Venezuela’s Central Bank Law Reform Allows Limited Government Use of Reserves

This week Venezuela's National Assembly passed a reform of the Central Bank Law, which will place $6 billion dollars or 20% of the country's foreign currency reserves in a special account to be used by the executive for purchases and investment abroad. According to Chavez, the country's excess reserves will benefit the country's development.

Caracas, Venezuela, July 22, 2005—Venezuela’s National Assembly passed a reform of the country’s Central Bank law last Tuesday. The reform will allow President Chavez to use up to $6 billion of Venezuela’s $30 billion foreign currency reserves, for investment and purchases outside of the country. The opposition warned, though, that the reform would have an inflationary effect on Venezuela’s economy.

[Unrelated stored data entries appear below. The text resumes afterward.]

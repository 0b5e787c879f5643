use super::cookie;
use super::error::*;
use crate::application_port::{AuthService, LoginInput, SessionTokens};
use crate::domain_model::{Principal, ROLE_ADMIN, ROLE_MEMBER};
use crate::logger::*;
use crate::server::CookiePolicy;
use serde::{Deserialize, Serialize};
use std::sync::Arc;
use warp::http::{StatusCode, header::SET_COOKIE};
use warp::{self, reject};

#[derive(Debug, Deserialize)]
pub struct LoginRequest {
    pub username: String,
    pub password: String,
}

#[derive(Debug, Serialize)]
#[serde(rename_all = "camelCase")]
pub struct SessionResponse {
    pub username: String,
    pub access_token: String,
    pub is_login: bool,
}

#[derive(Debug, Serialize)]
pub struct MessageResponse {
    pub message: String,
}

#[derive(Debug, Serialize)]
struct PrincipalResponse {
    subject: String,
    role: String,
}

fn session_reply(tokens: SessionTokens, set_cookie: String) -> impl warp::Reply {
    let body = SessionResponse {
        username: tokens.subject,
        access_token: tokens.access_token.0,
        is_login: true,
    };
    warp::reply::with_header(warp::reply::json(&body), SET_COOKIE, set_cookie)
}

pub async fn login(
    body: LoginRequest,
    auth_service: Arc<dyn AuthService>,
    cookie_policy: Arc<CookiePolicy>,
) -> Result<impl warp::Reply, warp::Rejection> {
    let login_input = LoginInput {
        username: body.username,
        password: body.password,
    };
    let tokens = auth_service
        .login(login_input)
        .await
        .map_err(ApiError::login)
        .map_err(reject::custom)?;

    debug!(subject = %tokens.subject, "login succeeded");
    let set_cookie = cookie::refresh_cookie(&tokens.refresh_token.0, &cookie_policy);
    Ok(session_reply(tokens, set_cookie))
}

pub async fn reissue(
    refresh_token: Option<String>,
    auth_service: Arc<dyn AuthService>,
    cookie_policy: Arc<CookiePolicy>,
) -> Result<impl warp::Reply, warp::Rejection> {
    let tokens = auth_service
        .reissue(refresh_token.as_deref())
        .await
        .map_err(ApiError::reissue)
        .map_err(reject::custom)?;

    let set_cookie = cookie::refresh_cookie(&tokens.refresh_token.0, &cookie_policy);
    Ok(session_reply(tokens, set_cookie))
}

pub async fn logout(
    refresh_token: Option<String>,
    auth_service: Arc<dyn AuthService>,
    cookie_policy: Arc<CookiePolicy>,
) -> Result<impl warp::Reply, warp::Rejection> {
    auth_service
        .logout(refresh_token.as_deref())
        .await
        .map_err(ApiError::logout)
        .map_err(reject::custom)?;

    let cleared = warp::reply::with_header(
        warp::reply(),
        SET_COOKIE,
        cookie::cleared_refresh_cookie(&cookie_policy),
    );
    Ok(warp::reply::with_status(cleared, StatusCode::NO_CONTENT))
}

pub async fn home(_principal: Option<Principal>) -> Result<impl warp::Reply, warp::Rejection> {
    Ok(warp::reply::json(&MessageResponse {
        message: "sessionkeeper".to_string(),
    }))
}

pub async fn authenticated(
    principal: Option<Principal>,
) -> Result<impl warp::Reply, warp::Rejection> {
    let principal = require(principal, None)?;
    Ok(warp::reply::json(&PrincipalResponse {
        subject: principal.subject,
        role: principal.role,
    }))
}

pub async fn member(principal: Option<Principal>) -> Result<impl warp::Reply, warp::Rejection> {
    let principal = require(principal, Some(&[ROLE_MEMBER, ROLE_ADMIN][..]))?;
    Ok(warp::reply::json(&PrincipalResponse {
        subject: principal.subject,
        role: principal.role,
    }))
}

/// A request that got past the pipeline without a principal, or with the
/// wrong role, is forbidden rather than unauthenticated.
fn require(
    principal: Option<Principal>,
    roles: Option<&[&str]>,
) -> Result<Principal, warp::Rejection> {
    match principal {
        Some(principal) if roles.is_none_or(|roles| principal.has_any_role(roles)) => {
            Ok(principal)
        }
        _ => Err(reject::custom(ApiError::forbidden())),
    }
}
use super::AuthError;

/// Subject and role of an account whose password checked out.
#[derive(Debug, Clone, PartialEq, Eq)]
pub struct VerifiedAccount {
    pub subject: String,
    pub role: String,
}

#[async_trait::async_trait]
pub trait CredentialVerifier: Send + Sync {
    /// Fails with `InvalidCredentials` for unknown users and wrong passwords alike.
    async fn verify(&self, username: &str, password: &str) -> Result<VerifiedAccount, AuthError>;
}
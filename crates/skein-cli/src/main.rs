//! Command-line player and checker for Skein stories.

mod commands;

use std::path::PathBuf;
use std::process;

use clap::{Parser, Subcommand};
use tracing::Level;

#[derive(Parser)]
#[command(
    name = "skein",
    about = "Skein: parse, check and play branching stories",
    version,
    propagate_version = true
)]
struct Cli {
    /// Log more (repeat for debug and trace output)
    #[arg(short, long, action = clap::ArgAction::Count, global = true)]
    verbose: u8,

    #[command(subcommand)]
    command: Commands,
}

#[derive(Subcommand)]
enum Commands {
    /// Parse and validate a story file
    Check {
        /// Story source file
        file: PathBuf,
    },

    /// Play a story interactively on the terminal
    Play {
        /// Story source file
        file: PathBuf,

        /// Print the whole play-through when the story ends
        #[arg(short, long)]
        transcript: bool,
    },

    /// Advance a saved context to its next pause
    Resume {
        /// Story source file
        file: PathBuf,

        /// Context JSON file; created at the start if missing
        #[arg(short, long, default_value = "context.json")]
        context: PathBuf,

        /// Print the section as JSON
        #[arg(long)]
        json: bool,
    },

    /// Pick an option from a saved context
    Pick {
        /// Story source file
        file: PathBuf,

        /// Index into the visible options, starting at 0
        index: usize,

        /// Context JSON file
        #[arg(short, long)]
        context: PathBuf,

        /// Print the section as JSON
        #[arg(long)]
        json: bool,
    },

    /// List every addressable path of a story
    Paths {
        /// Story source file
        file: PathBuf,
    },
}

fn init_logging(verbose: u8) {
    let level = match verbose {
        0 => Level::WARN,
        1 => Level::INFO,
        2 => Level::DEBUG,
        _ => Level::TRACE,
    };
    tracing_subscriber::fmt()
        .with_max_level(level)
        .with_writer(std::io::stderr)
        .with_target(false)
        .init();
}

fn main() {
    let cli = Cli::parse();
    init_logging(cli.verbose);

    let result = match cli.command {
        Commands::Check { file } => commands::check::run(&file),
        Commands::Play { file, transcript } => commands::play::run(&file, transcript),
        Commands::Resume {
            file,
            context,
            json,
        } => commands::resume::run(&file, &context, json),
        Commands::Pick {
            file,
            index,
            context,
            json,
        } => commands::pick::run(&file, index, &context, json),
        Commands::Paths { file } => commands::paths::run(&file),
    };

    if let Err(e) = result {
        eprintln!("error: {e}");
        process::exit(1);
    }
}
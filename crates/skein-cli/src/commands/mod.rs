pub mod check;
pub mod paths;
pub mod pick;
pub mod play;
pub mod resume;

use std::path::Path;

use colored::Colorize;
use skein_core::diagnostics::{Diagnostic, render_diagnostics};
use skein_core::{Context, RuntimeError, Section, Story};
use tracing::{debug, info};

/// Read a story file.
fn read_source(path: &Path) -> Result<String, String> {
    std::fs::read_to_string(path).map_err(|e| format!("cannot read {}: {e}", path.display()))
}

/// Parse and validate a story, printing diagnostics on failure.
fn load_story(path: &Path) -> Result<Story, String> {
    let source = read_source(path)?;
    match skein_core::load(&source) {
        Ok(story) => {
            debug!(file = %path.display(), nodes = story.len(), "loaded story");
            Ok(story)
        }
        Err(err) => {
            let diagnostics = Diagnostic::from_story_error(&source, &err);
            let filename = path.display().to_string();
            eprint!("{}", render_diagnostics(&source, &filename, &diagnostics));
            let count = diagnostics.len();
            Err(format!(
                "{} has {count} error{}",
                path.display(),
                if count == 1 { "" } else { "s" }
            ))
        }
    }
}

/// Load a context file, or a fresh context when the file does not exist.
fn read_context(path: &Path, story: &Story) -> Result<Context, String> {
    if !path.exists() {
        info!(file = %path.display(), "starting a new context");
        return Ok(Context::new(story));
    }
    let json = std::fs::read_to_string(path)
        .map_err(|e| format!("cannot read {}: {e}", path.display()))?;
    Context::from_json(&json).map_err(|e| format!("invalid context {}: {e}", path.display()))
}

fn write_context(path: &Path, context: &Context) -> Result<(), String> {
    let json = context
        .to_json()
        .map_err(|e| format!("JSON serialization error: {e}"))?;
    std::fs::write(path, json).map_err(|e| format!("cannot write to {}: {e}", path.display()))
}

/// Print a runtime error as a miette report and return a short message.
fn runtime_error(err: RuntimeError) -> String {
    eprintln!("{:?}", miette::Report::new(err));
    "the story cannot continue".into()
}

/// Print a section for a reader.
fn print_section(section: &Section) {
    if !section.text.is_empty() {
        println!("{}", section.text);
    }
    if !section.tags.is_empty() {
        let tags: Vec<String> = section.tags.iter().map(|t| format!("#{t}")).collect();
        println!("{}", tags.join(" ").dimmed());
    }
    for (index, option) in section.options.iter().enumerate() {
        println!("  {} {option}", format!("{index})").cyan().bold());
    }
    if section.end {
        println!("{}", "-- THE END --".bold());
    }
}

/// Print a section as JSON, or for a reader.
fn emit_section(section: &Section, json: bool) -> Result<(), String> {
    if json {
        let text = serde_json::to_string_pretty(section)
            .map_err(|e| format!("JSON serialization error: {e}"))?;
        println!("{text}");
    } else {
        print_section(section);
    }
    Ok(())
}
use std::path::Path;

use comfy_table::{ContentArrangement, Table};

pub fn run(file: &Path) -> Result<(), String> {
    let story = super::load_story(file)?;

    let mut table = Table::new();
    table.set_content_arrangement(ContentArrangement::Dynamic);
    table.set_header(vec!["Path", "Kind", "Line", "Continues to"]);

    for (_, node) in story.nodes() {
        let line = if node.line == 0 {
            "—".to_string()
        } else {
            node.line.to_string()
        };
        let continues = match (node.divert(), node.next()) {
            (Some(target), _) => format!("-> {target}"),
            (None, Some(next)) => story.path(next).to_string(),
            (None, None) => String::new(),
        };
        table.add_row(vec![node.path.clone(), node.kind_name().to_string(), line, continues]);
    }

    println!("{table}");
    println!();
    println!("  {} paths", story.len());

    Ok(())
}
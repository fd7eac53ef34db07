//! Error types for the expression language.

use thiserror::Error;

use crate::value::Value;

/// Result type for expression evaluation.
pub type EvalResult<T> = Result<T, EvalError>;

/// Errors raised while compiling an expression.
#[derive(Debug, Clone, PartialEq, Error)]
pub enum ExprError {
    /// The expression contains no tokens.
    #[error("empty expression")]
    Empty,

    /// A character sequence that is not part of the language.
    #[error("{message}")]
    Lex {
        /// Byte range of the offending input.
        span: std::ops::Range<usize>,
        /// Human-readable description.
        message: String,
    },

    /// The token stream does not form a valid expression.
    #[error("{message}")]
    Parse {
        /// Byte range of the offending input.
        span: std::ops::Range<usize>,
        /// Human-readable description.
        message: String,
    },
}

/// Errors raised while evaluating a compiled expression.
#[derive(Debug, Clone, PartialEq, Error)]
pub enum EvalError {
    /// The environment has no value for this identifier.
    #[error("unknown identifier: {0}")]
    UnknownIdentifier(String),

    /// An operator was applied to operands it does not support.
    #[error("cannot apply '{op}' to {left} and {right}")]
    TypeMismatch {
        /// Operator symbol.
        op: &'static str,
        /// Type of the left operand.
        left: &'static str,
        /// Type of the right operand.
        right: &'static str,
    },

    /// A unary operator was applied to an unsupported operand.
    #[error("cannot apply '{op}' to {operand}")]
    BadOperand {
        /// Operator symbol.
        op: &'static str,
        /// Type of the operand.
        operand: &'static str,
    },

    /// Integer division or remainder by zero.
    #[error("division by zero")]
    DivisionByZero,

    /// Integer arithmetic overflowed.
    #[error("integer overflow")]
    Overflow,

    /// A boolean was required but the expression produced something else.
    #[error("expected a boolean result, got {0}")]
    NotBoolean(Value),
}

A little over a year ago Chavez had asked Venezuela’s Central Bank to turn over $1 billion for the country’s agricultural sector. However, the central Bank board refused to comply and so Chavez took the matter to the National Assembly.

The new “excess reserves,” as Chavez has called them, will be deposited into a special fund, known as the National Development Fund (Fonden) and can only be used for purchases and investments outside the country. The reformed law states, “The resources transferred to the fund … only may be used by it, in foreign currency, for the financing of investment projects in the real economy, and in education and in health; for the improvement of the profile and balance of the external public debt; as well as for attending to special and strategic situations.”

Opposition economists argue that the use of Central Bank reserves, even for foreign purchases will cause an increase in inflation and would endanger the stability of the country’s currency.

Pro-Chavez legislators and analysts, however, argue that by keeping the funds out of the national economy would not cause any inflation. Rodrigo Cabezas, the pro-Chavez legislator who helped draft the reform said, “This discourse that we will close the Central Bank and that we are removing its autonomy is false. The BCV [Central Bank of Venezuela] will continue to administer the [foreign] reserves, just as the law stipulates.”

Venezuela’s finance minister, Nelson Merentes, proposed today that if part of the Fonden funds were invested in bonds or international stocks, it could generate annual returns of 5% or more, which would be twice the returns that the Central Bank reserves currently generate. Only a part of these funds would be invested in bonds or shares. Most of it will be used for the purchase of products that will benefit Venezuela’s health and education sectors.